Please reproduce the entries below exactly, starting at the first line and ending with the line that holds "runner or into a".

Data to process START

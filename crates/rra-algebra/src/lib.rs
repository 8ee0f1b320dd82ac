//! rra-algebra — concrete relations (spec.md §3 C3) and the eleven lazy
//! algebraic combinators (§4.1 C4) built on top of `rra-core`'s value
//! layer and `rra-storage`'s adapter contract.

mod combinators;
mod relation;

pub use combinators::{Aggregate, AggregateKind, Difference, Equijoin, Intersection, Otherwise, Project, Rename, Select, Union, Unique, Update};
pub use relation::{materialize, same_relation, ConcreteRelation, Relation, RelationRef, RowIter, StoredRelation};
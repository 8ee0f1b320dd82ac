//! The differentiator's output type (spec.md §4.4).
//!
//! A `RelationChange` is a pair of relations — rows added, rows removed —
//! expressed in the same algebra as everything else in this workspace,
//! rather than a per-row `+1`/`-1` multiplicity. Two concrete relations
//! are easier to feed straight back into `rra-query`'s runner or into a
//! content observer than a signed multiset would be, and they compose
//! directly with the algebra's own set operations (`union_with`,
//! `difference_with`) when combinator rules need to combine deltas.

use rra_algebra::ConcreteRelation;
use rra_core::{Row, Scheme};
use std::sync::Arc;

/// `(added, removed)` over a fixed scheme. `eval(E after M) = (eval(E
/// before M) ∪ added) \ removed` is the invariant every differentiation
/// rule must preserve (spec.md §8 invariant 4).
#[derive(Clone)]
pub struct RelationChange {
    pub added: ConcreteRelation,
    pub removed: ConcreteRelation,
}

impl RelationChange {
    pub fn new(added: ConcreteRelation, removed: ConcreteRelation) -> Self {
        RelationChange { added, removed }
    }

    pub fn empty(scheme: Arc<Scheme>) -> Self {
        RelationChange {
            added: ConcreteRelation::empty(scheme.clone()),
            removed: ConcreteRelation::empty(scheme),
        }
    }

    pub fn added_only(scheme: Arc<Scheme>, rows: impl IntoIterator<Item = Row>) -> Self {
        RelationChange {
            added: ConcreteRelation::new(scheme.clone(), rows),
            removed: ConcreteRelation::empty(scheme),
        }
    }

    pub fn removed_only(scheme: Arc<Scheme>, rows: impl IntoIterator<Item = Row>) -> Self {
        RelationChange {
            added: ConcreteRelation::empty(scheme.clone()),
            removed: ConcreteRelation::new(scheme, rows),
        }
    }

    pub fn is_empty(&self) -> bool {
        self.added.is_empty() && self.removed.is_empty()
    }

    pub fn scheme(&self) -> &Arc<Scheme> {
        use rra_algebra::Relation;
        self.added.scheme()
    }

    /// Combines this change with `other` over the same scheme, as used
    /// when a union/equijoin rule contributes delta from both operands.
    pub fn merge(&self, other: &RelationChange) -> RelationChange {
        RelationChange {
            added: self.added.union_with(&other.added),
            removed: self.removed.union_with(&other.removed),
        }
    }
}

#[cfg(test)]
mod tests {
    use super::*;
    use rra_algebra::Relation;
    use rra_core::{Attribute, Value};

    fn scheme() -> Arc<Scheme> {
        Arc::new(Scheme::new(vec![Attribute::new("id")]))
    }

    fn row(id: i64) -> Row {
        Row::new(scheme(), vec![Value::Integer(id)]).unwrap()
    }

    #[test]
    fn empty_change_has_no_rows() {
        let change = RelationChange::empty(scheme());
        assert!(change.is_empty());
    }

    #[test]
    fn merge_unions_both_sides() {
        let a = RelationChange::added_only(scheme(), vec![row(1)]);
        let b = RelationChange::added_only(scheme(), vec![row(2)]);
        let merged = a.merge(&b);
        assert_eq!(merged.added.scheme(), &scheme());
        assert!(merged.added.contains(&row(1)));
        assert!(merged.added.contains(&row(2)));
    }
}
//! Property tests for `Value`'s total order (spec.md §3: values compare
//! by type tag first, then within-type) and for the row operations that
//! lean on scheme-relative lookup (`with_overrides`, `project`).

use proptest::prelude::*;
use rra_core::{Attribute, Row, Scheme, Value};
use std::cmp::Ordering;
use std::sync::Arc;

fn any_value() -> impl Strategy<Value = Value> {
    prop_oneof![
        Just(Value::Null),
        any::<i64>().prop_map(Value::Integer),
        any::<f64>().prop_map(Value::Real),
        "[a-zA-Z0-9]{0,8}".prop_map(Value::Text),
        prop::collection::vec(any::<u8>(), 0..8).prop_map(Value::Blob),
    ]
}

fn flip(ord: Ordering) -> Ordering {
    match ord {
        Ordering::Less => Ordering::Greater,
        Ordering::Greater => Ordering::Less,
        Ordering::Equal => Ordering::Equal,
    }
}

proptest! {
    #[test]
    fn value_order_is_antisymmetric(a in any_value(), b in any_value()) {
        prop_assert_eq!(a.cmp(&b), flip(b.cmp(&a)));
    }

    #[test]
    fn value_order_is_transitive(a in any_value(), b in any_value(), c in any_value()) {
        if a.cmp(&b) != Ordering::Greater && b.cmp(&c) != Ordering::Greater {
            prop_assert_ne!(a.cmp(&c), Ordering::Greater);
        }
    }

    #[test]
    fn distinct_type_tags_never_compare_equal(a in any_value(), b in any_value()) {
        let different_tag = std::mem::discriminant(&a) != std::mem::discriminant(&b);
        if different_tag {
            prop_assert_ne!(a.cmp(&b), Ordering::Equal);
        }
    }

    #[test]
    fn with_overrides_never_touches_unnamed_attributes(id in any::<i64>(), name in "[a-zA-Z]{1,8}", new_name in "[a-zA-Z]{1,8}") {
        let scheme = Arc::new(Scheme::new(vec![Attribute::new("id"), Attribute::new("name")]));
        let row = Row::new(scheme, vec![Value::Integer(id), Value::Text(name)]).unwrap();
        let updated = row.with_overrides(&[(Attribute::new("name"), Value::Text(new_name.clone()))]);
        prop_assert_eq!(updated.get(&Attribute::new("id")), Value::Integer(id));
        prop_assert_eq!(updated.get(&Attribute::new("name")), Value::Text(new_name));
    }

    #[test]
    fn project_then_get_matches_original(id in any::<i64>(), name in "[a-zA-Z]{1,8}") {
        let scheme = Arc::new(Scheme::new(vec![Attribute::new("id"), Attribute::new("name")]));
        let row = Row::new(scheme, vec![Value::Integer(id), Value::Text(name.clone())]).unwrap();
        let name_only = Arc::new(Scheme::new(vec![Attribute::new("name")]));
        let projected = row.project(&name_only);
        prop_assert_eq!(projected.values().len(), 1);
        prop_assert_eq!(projected.get(&Attribute::new("name")), Value::Text(name));
        prop_assert_eq!(projected.get(&Attribute::new("id")), Value::NotFound);
    }
}
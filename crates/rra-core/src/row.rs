//! Row structure for the rra relational algebra engine.
//!
//! A `Row` is a finite mapping attribute → value over a shared `Scheme`.
//! Internally it stores values positionally (mirroring the teacher's
//! `cynos_core::Row`) and resolves an attribute to a position by asking the
//! `Scheme` for its index — so two rows over the same `Arc<Scheme>` share
//! lookup cost without either one owning a hash map per row.

use crate::attribute::{Attribute, Scheme};
use crate::error::{Error, Result};
use crate::value::Value;
use alloc::sync::Arc;
use alloc::vec::Vec;

/// A row: a mapping from every attribute of `scheme` to a `Value`.
///
/// Lookup of an attribute outside the scheme returns `Value::NotFound`
/// rather than panicking (spec.md §3).
#[derive(Clone, Debug)]
pub struct Row {
    scheme: Arc<Scheme>,
    values: Vec<Value>,
}

impl Row {
    /// Builds a row over `scheme`. `values` must be given in the same
    /// order as `scheme.to_vec()` and must not contain `Value::NotFound`.
    pub fn new(scheme: Arc<Scheme>, values: Vec<Value>) -> Result<Self> {
        if values.len() != scheme.len() {
            return Err(Error::SchemeViolation {
                message: alloc::format!(
                    "row has {} values but scheme has {} attributes",
                    values.len(),
                    scheme.len()
                ),
            });
        }
        if values.iter().any(Value::is_not_found) {
            return Err(Error::SchemeViolation {
                message: "NotFound may not be stored in a row".into(),
            });
        }
        Ok(Row { scheme, values })
    }

    pub fn scheme(&self) -> &Arc<Scheme> {
        &self.scheme
    }

    /// Looks up `attr`. Returns `Value::NotFound` if `attr` is not part of
    /// this row's scheme.
    pub fn get(&self, attr: &Attribute) -> Value {
        match self.index_of(attr) {
            Some(idx) => self.values[idx].clone(),
            None => Value::NotFound,
        }
    }

    pub fn get_ref(&self, attr: &Attribute) -> Option<&Value> {
        self.index_of(attr).map(|idx| &self.values[idx])
    }

    fn index_of(&self, attr: &Attribute) -> Option<usize> {
        self.scheme.iter().position(|a| a == attr)
    }

    pub fn values(&self) -> &[Value] {
        &self.values
    }

    /// Restricts this row to `projected` (spec.md §4.1 `project`).
    /// `projected` must be a subset of this row's scheme.
    pub fn project(&self, projected: &Arc<Scheme>) -> Row {
        let values = projected
            .to_vec()
            .iter()
            .map(|attr| self.get(attr))
            .collect::<Vec<_>>();
        Row { scheme: projected.clone(), values }
    }

    /// Returns a copy of this row with the given attributes overwritten
    /// (spec.md §4.1 `update` and `equijoin`'s "a overwrites on overlap").
    /// Attributes not already in scope are *not* added — use
    /// `extend_with_scheme` for equijoin's scheme-widening case.
    pub fn with_overrides(&self, overrides: &[(Attribute, Value)]) -> Row {
        let mut values = self.values.clone();
        for (attr, value) in overrides {
            if let Some(idx) = self.index_of(attr) {
                values[idx] = value.clone();
            }
        }
        Row { scheme: self.scheme.clone(), values }
    }

    /// Combines `self` (role "a") with `other` (role "b") into a row over
    /// `combined_scheme`, with `self`'s values taking precedence on overlap
    /// beyond the join-matching attributes (spec.md §4.1 `equijoin`).
    pub fn combine(&self, other: &Row, combined_scheme: &Arc<Scheme>) -> Row {
        let values = combined_scheme
            .to_vec()
            .iter()
            .map(|attr| {
                let from_self = self.get(attr);
                if !from_self.is_not_found() {
                    from_self
                } else {
                    other.get(attr)
                }
            })
            .collect::<Vec<_>>();
        Row { scheme: combined_scheme.clone(), values }
    }

    /// True iff this row's keys are exactly `scheme`.
    pub fn matches_scheme(&self, scheme: &Scheme) -> bool {
        self.scheme.as_ref() == scheme
    }
}

impl PartialEq for Row {
    fn eq(&self, other: &Self) -> bool {
        self.scheme == other.scheme && self.values == other.values
    }
}

impl Eq for Row {}

impl core::hash::Hash for Row {
    fn hash<H: core::hash::Hasher>(&self, state: &mut H) {
        self.values.hash(state);
    }
}
//! Bridges a mutable change-logging relation into the lazy expression
//! tree as an ordinary leaf node (spec.md §4.5's `update`/`add`/`delete`
//! actions need `&mut` access to a `ChangeLoggingRelation` while the same
//! relation sits, read-only, as an `Rc<dyn Relation>` inside whatever
//! algebra an observer has built over it).
//!
//! Grounded on the teacher's `crates/reactive/src/observable.rs`, which
//! held its watched table behind an `Rc<RefCell<_>>` for exactly this
//! reason.

use rra_algebra::{Relation, RelationRef, RowIter};
use rra_core::{Attribute, Expr, Result, Row, Scheme, Value};
use rra_incremental::{ChangeLoggingRelation, RelationChange};
use std::cell::RefCell;
use std::rc::Rc;
use std::sync::Arc;

/// A shared handle to a `ChangeLoggingRelation` that also implements
/// `Relation`, so it can be an operand of `rra-algebra` combinators and a
/// leaf variable of `rra-incremental::Derivative` at the same time.
pub struct ChangeLogLeaf {
    relation: Rc<RefCell<ChangeLoggingRelation>>,
    scheme: Arc<Scheme>,
}

impl ChangeLogLeaf {
    pub fn new(relation: Rc<RefCell<ChangeLoggingRelation>>) -> Rc<Self> {
        let scheme = relation.borrow().scheme().clone();
        Rc::new(ChangeLogLeaf { relation, scheme })
    }

    pub fn add(&self, row: Row) -> Result<RelationChange> {
        self.relation.borrow_mut().add(row)
    }

    pub fn delete(&self, predicate: &Expr) -> Result<RelationChange> {
        self.relation.borrow_mut().delete(predicate)
    }

    pub fn update(&self, predicate: &Expr, new_values: &[(Attribute, Value)]) -> Result<RelationChange> {
        self.relation.borrow_mut().update(predicate, new_values)
    }
}

impl Relation for ChangeLogLeaf {
    fn scheme(&self) -> &Arc<Scheme> {
        &self.scheme
    }

    fn rows(&self) -> RowIter<'_> {
        let snapshot: Vec<Row> = self.relation.borrow().materialize().rows_set().iter().cloned().collect();
        Box::new(snapshot.into_iter().map(Ok))
    }

    fn as_any(&self) -> &dyn std::any::Any {
        self
    }
}

/// Upcasts a leaf handle to the `RelationRef` used throughout the
/// algebra and differentiator.
pub fn leaf_ref(leaf: &Rc<ChangeLogLeaf>) -> RelationRef {
    leaf.clone()
}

Data to process END

◆ **Answer for this exercise**
filename crates/rra-algebra/src/lib.rs
repository 8ee0f1b320dd82ac
//! rra-algebra — concrete relations (spec.md §3 C3) and the eleven lazy
//! algebraic combinators (§4.1 C4) built on top of `rra-core`'s value
//! layer and `rra-storage`'s adapter contract.

mod combinators;
mod relation;

pub use combinators::{Aggregate, AggregateKind, Difference, Equijoin, Intersection, Otherwise, Project, Rename, Select, Union, Unique, Update};
pub use relation::{materialize, same_relation, ConcreteRelation, Relation, RelationRef, RowIter, StoredRelation};
repository 8ee0f1b320dd82ac
//! The differentiator's output type (spec.md §4.4).
//!
//! A `RelationChange` is a pair of relations — rows added, rows removed —
//! expressed in the same algebra as everything else in this workspace,
//! rather than a per-row `+1`/`-1` multiplicity. Two concrete relations
//! are easier to feed straight back into `rra-query`'s runner or into a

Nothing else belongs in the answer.